On the outbreak of war, Kuznetsov visited the submarines at the naval bases to direct operations, in the Baltic, Northern and Black Sea Fleets. He wrote instructions on submarine tactics for distribution to commanders in the field, and studied methods of anti-submarine defence. He wrote a "Guide to the Self-Defence of Merchant Ships" for the Soviet merchant fleet. On 26 January 1943, he was appointed deputy head of the navy's submarine navigation department. On 15 July 1943, he was nominated for the Order of the Patriotic War First Class for his wartime work. Later in 1943, he was appointed commander of the Osinovetskaya naval base of the Ladoga Military Flotilla. He carried out offensive and defensive operations during the siege of Leningrad, organising reconnaissance and raiding operations, and attacking enemy artillery positions.
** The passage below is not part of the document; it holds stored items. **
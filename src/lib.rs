//! proposal-publish - design proposal publication workflow
//!
//! Walks a single git commit containing a design-proposal document
//! (`designs/**/*.md`) through the publication lifecycle: discussion
//! creation, file renaming, in-document link synchronization, code review
//! submission, and build verification.
//!
//! All external collaborators (git, the GitHub discussion API, the review
//! and build tools) are consumed through narrow trait seams so the workflow
//! can be exercised against in-memory fakes.

pub mod auth;
pub mod config;
pub mod error;
pub mod git;
pub mod platform;
pub mod report;
pub mod tools;
pub mod types;
pub mod workflow;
He was awarded the Order of the Patriotic War, 1st Class on 8 July 1944. In August 1944, Kuznetsov was appointed commander of the Baltic Naval Base, and on 3 November that year was awarded the Order of the Red Banner. He was moved shortly afterwards, on 27 November, to command the Libau Naval Base. From this position on the Baltic coastline, he supported the Red Army flank during advances along the Karelian Isthmus, and attacking German sea communication lines between Windau, Libau and Danzig. He ended the war in this position, receiving the Order of Nakhimov Second Class on 20 July 1945, the Medal "For the Capture of Königsberg" on 30 March 1946, and the Medal "For the Victory over Germany in the Great Patriotic War 1941–1945" on 29 July 1946.

==Post-war life==
Kuznetsov entered a mostly academic life after the war, being appointed head of the Leningrad Naval Preparatory School in 1946, and then of the M. V. Frunze Higher Naval School in 1947. In 1951 he became deputy head of the Naval Academy, and from 1953 until he retired in 1956, he was head of the Higher Naval School of Submarine Navigation. He died on 21 July 1977 and was buried in Leningrad's Serafimovskoe Cemetery.

==Honours and awards==
Over his career Kuznetsov received the Order of Lenin twice, the Order of the Red Banner twice, the Order of Nakhimov Second Class, the Order of the Patriotic War First Class twice, the Order of the Red Star, and various other medals.